The Ninth Circuit has recognized that "[t]he State of California has not waived its Eleventh Amendment immunity with respect to claims brought under § 1983 in federal court, and the Supreme Court has held that § 1983 was not intended to abrogate a State's Eleventh Amendment immunity." Brown v. California Dept. of Corrections, 554 F.3d 747, 752 (9th Cir. 2009) (quoting Dittman v. California, 191 F.3d 1020, 1025-26 (9th Cir. 1999)). The Eleventh Amendment also bars federal suits, whether seeking damages or injunctive relief, against state officials where the state is the real party in interest. Pennhurst, 465 U.S. at 101-02. "Eleventh Amendment immunity also shields state officials from official capacity suits." Krainski, 616 F.3d at 967.
Thus, the sole defendant identified by plaintiff in his amended complaint appears to be subject to sovereign immunity pursuant to the Eleventh Amendment.*fn2
Accordingly, for all the reasons cited above, plaintiff's amended complaint should be dismissed for failure to state a claim upon which relief can be granted. The undersigned has carefully considered whether plaintiff may further amend his complaint to state a cognizable federal claim upon which relief could be granted. "Valid reasons for denying leave to amend include undue delay, bad faith, prejudice, and futility." California Architectural Bldg. Prod. v. Franciscan Ceramics, 818 F.2d 1466, 1472 (9th Cir. 1988). See also Klamath-Lake Pharm. Ass'n v. Klamath Med. Serv. Bureau, 701 F.2d 1276, 1293 (9th Cir. 1983) (holding that while leave to amend shall be freely given, the court does not have to allow futile amendments). In light of the deficiencies noted above and the fact that plaintiff was unable to successfully amend his complaint after being granted leave to amend and provided the applicable legal standards, the undersigned finds that it would be futile to grant plaintiff further leave to amend.

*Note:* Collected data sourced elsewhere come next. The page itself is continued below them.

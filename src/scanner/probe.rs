//! File probe: metadata and bounded byte-range reads.
//!
//! # Overview
//!
//! [`FileProbe`] is the only component that touches the filesystem on
//! behalf of the engine. It turns a path into a [`FileItem`] and streams
//! byte ranges of that file into a caller-supplied sink. Every I/O failure
//! comes back as a [`ProbeError`] so the caller can record the file as
//! failed and move on.
//!
//! Reads are bounded by the size recorded at probe time. A file that is
//! shorter or longer than probed when it is read yields
//! [`ProbeError::SizeChanged`], so stale metadata can never let two
//! different files be grouped.

use std::fmt;
use std::fs::File;
use std::io::{self, ErrorKind, Read, Seek, SeekFrom};
use std::path::Path;
use std::sync::atomic::{AtomicBool, Ordering};
use std::sync::Arc;
use std::time::SystemTime;

use memmap2::Mmap;

use super::{FileItem, ProbeError};

/// Default read buffer size (64KB).
pub const DEFAULT_BUFFER_SIZE: usize = 64 * 1024;

/// Default threshold above which ranges are read through a memory map (64MB).
pub const DEFAULT_MMAP_THRESHOLD: u64 = 64 * 1024 * 1024;

/// Opens a file for reading.
pub type Opener = fn(&Path) -> io::Result<File>;

/// Reads file metadata and byte ranges.
#[derive(Clone)]
pub struct FileProbe {
    buffer_size: usize,
    use_mmap: bool,
    mmap_threshold: u64,
    shutdown_flag: Option<Arc<AtomicBool>>,
    opener: Opener,
}

impl fmt::Debug for FileProbe {
    fn fmt(&self, f: &mut fmt::Formatter<'_>) -> fmt::Result {
        f.debug_struct("FileProbe")
            .field("buffer_size", &self.buffer_size)
            .field("use_mmap", &self.use_mmap)
            .field("mmap_threshold", &self.mmap_threshold)
            .field("shutdown_flag", &self.shutdown_flag)
            .finish_non_exhaustive()
    }
}

impl Default for FileProbe {
    fn default() -> Self {
        Self::new()
    }
}

impl FileProbe {
    /// Create a probe with buffered reads and mmap for large ranges.
    #[must_use]
    pub fn new() -> Self {
        Self {
            buffer_size: DEFAULT_BUFFER_SIZE,
            use_mmap: true,
            mmap_threshold: DEFAULT_MMAP_THRESHOLD,
            shutdown_flag: None,
            opener: |path| File::open(path),
        }
    }

    /// Set the read buffer size (minimum 1 byte).
    #[must_use]
    pub fn with_buffer_size(mut self, size: usize) -> Self {
        self.buffer_size = size.max(1);
        self
    }

    /// Enable or disable memory-mapped reads.
    #[must_use]
    pub fn with_mmap(mut self, enabled: bool) -> Self {
        self.use_mmap = enabled;
        self
    }

    /// Set the range length from which memory-mapped reads are used.
    #[must_use]
    pub fn with_mmap_threshold(mut self, threshold: u64) -> Self {
        self.mmap_threshold = threshold;
        self
    }

    /// Set the shutdown flag checked between buffered chunks.
    #[must_use]
    pub fn with_shutdown_flag(mut self, flag: Arc<AtomicBool>) -> Self {
        self.shutdown_flag = Some(flag);
        self
    }

    /// Replace how files are opened. Defaults to [`File::open`].
    #[must_use]
    pub fn with_opener(mut self, opener: Opener) -> Self {
        self.opener = opener;
        self
    }

    fn open(&self, path: &Path) -> Result<File, ProbeError> {
        (self.opener)(path).map_err(|e| ProbeError::from_io(path, e))
    }

    fn is_shutdown_requested(&self) -> bool {
        self.shutdown_flag
            .as_ref()
            .is_some_and(|f| f.load(Ordering::SeqCst))
    }

    /// Open `path` and read its size and modification time.
    ///
    /// Symbolic links are followed; anything that is not a regular file
    /// after resolution is rejected. A file that cannot be opened fails
    /// here, before any strategy drops it for having a unique size.
    ///
    /// # Errors
    ///
    /// Returns [`ProbeError`] if the file cannot be opened, its metadata
    /// cannot be read, or it is not a regular file.
    pub fn probe(&self, path: &Path) -> Result<FileItem, ProbeError> {
        // Checked before opening: opening a FIFO would block.
        let kind = std::fs::metadata(path).map_err(|e| ProbeError::from_io(path, e))?;
        if !kind.is_file() {
            return Err(ProbeError::NotAFile(path.to_path_buf()));
        }

        let file = self.open(path)?;
        let metadata = file.metadata().map_err(|e| ProbeError::from_io(path, e))?;
        if !metadata.is_file() {
            return Err(ProbeError::NotAFile(path.to_path_buf()));
        }

        // Some filesystems cannot report mtime; the item stays usable.
        let modified = metadata.modified().unwrap_or(SystemTime::UNIX_EPOCH);
        Ok(FileItem::new(path.to_path_buf(), metadata.len(), modified))
    }

    /// Stream `len` bytes starting at `offset` of `item` into `sink`.
    ///
    /// Returns the number of bytes delivered, which is always `len` on
    /// success. When the range ends at the probed end of file, the probe
    /// also verifies that the file has not grown since it was probed.
    ///
    /// # Errors
    ///
    /// - [`ProbeError::SizeChanged`] if the file is shorter than the range,
    ///   or longer than probed when reading up to the end
    /// - [`ProbeError::Interrupted`] if shutdown was requested mid-read
    /// - any open/read failure mapped through [`ProbeError::from_io`]
    pub fn read_range(
        &self,
        item: &FileItem,
        offset: u64,
        len: u64,
        sink: &mut dyn FnMut(&[u8]),
    ) -> Result<u64, ProbeError> {
        let path = item.path.as_path();
        let size_changed = || ProbeError::SizeChanged {
            path: path.to_path_buf(),
            expected: item.size,
        };

        let end = offset.checked_add(len).ok_or_else(size_changed)?;
        if end > item.size {
            return Err(size_changed());
        }

        let mut file = self.open(path)?;

        if self.use_mmap && len >= self.mmap_threshold && len > 0 {
            return self.read_mapped(&file, item, offset, len, sink);
        }

        if offset > 0 {
            file.seek(SeekFrom::Start(offset))
                .map_err(|e| ProbeError::from_io(path, e))?;
        }

        let mut buffer = vec![0u8; self.buffer_size.min(len.max(1) as usize)];
        let mut remaining = len;
        while remaining > 0 {
            if self.is_shutdown_requested() {
                return Err(ProbeError::Interrupted(path.to_path_buf()));
            }

            let want = remaining.min(buffer.len() as u64) as usize;
            let read = match file.read(&mut buffer[..want]) {
                Ok(0) => return Err(size_changed()),
                Ok(n) => n,
                Err(e) if e.kind() == ErrorKind::Interrupted => continue,
                Err(e) => return Err(ProbeError::from_io(path, e)),
            };
            sink(&buffer[..read]);
            remaining -= read as u64;
        }

        if end == item.size && has_trailing_bytes(&mut file, path)? {
            return Err(size_changed());
        }

        Ok(len)
    }

    fn read_mapped(
        &self,
        file: &File,
        item: &FileItem,
        offset: u64,
        len: u64,
        sink: &mut dyn FnMut(&[u8]),
    ) -> Result<u64, ProbeError> {
        let path = item.path.as_path();

        // SAFETY: the map is only read, and a concurrent truncation shows up
        // as a length mismatch that is rejected below before any byte is used.
        let map = unsafe { Mmap::map(file) }.map_err(|e| ProbeError::from_io(path, e))?;
        if map.len() as u64 != item.size {
            return Err(ProbeError::SizeChanged {
                path: path.to_path_buf(),
                expected: item.size,
            });
        }

        log::trace!(
            "Memory-mapped read of {} bytes from {}",
            len,
            path.display()
        );

        let start = offset as usize;
        let end = start + len as usize;
        for chunk in map[start..end].chunks(DEFAULT_MMAP_THRESHOLD as usize) {
            if self.is_shutdown_requested() {
                return Err(ProbeError::Interrupted(path.to_path_buf()));
            }
            sink(chunk);
        }

        Ok(len)
    }
}

/// Whether any byte follows the current position.
fn has_trailing_bytes(file: &mut File, path: &Path) -> Result<bool, ProbeError> {
    let mut probe_byte = [0u8; 1];
    loop {
        match file.read(&mut probe_byte) {
            Ok(n) => return Ok(n > 0),
            Err(e) if e.kind() == ErrorKind::Interrupted => continue,
            Err(e) => return Err(ProbeError::from_io(path, e)),
        }
    }
}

Accordingly, IT IS HEREBY RECOMMENDED that:
1. Plaintiff's March 2, 2012, application to proceed in forma pauperis (Doc. No. 5) be denied;
2. The amended complaint filed January 25, 2012 (Doc. No. 4) be dismissed without leave to amend; and
3. This action be dismissed.
These findings and recommendations will be submitted to the United States District Judge assigned to the case, pursuant to the provisions of 28 U.S.C. § 636(b)(l). Within fourteen days after being served with these findings and recommendations, any party may file written objections with the court and serve a copy on all parties. A document presenting objections should be titled "Objections to Magistrate Judge's Findings and Recommendations."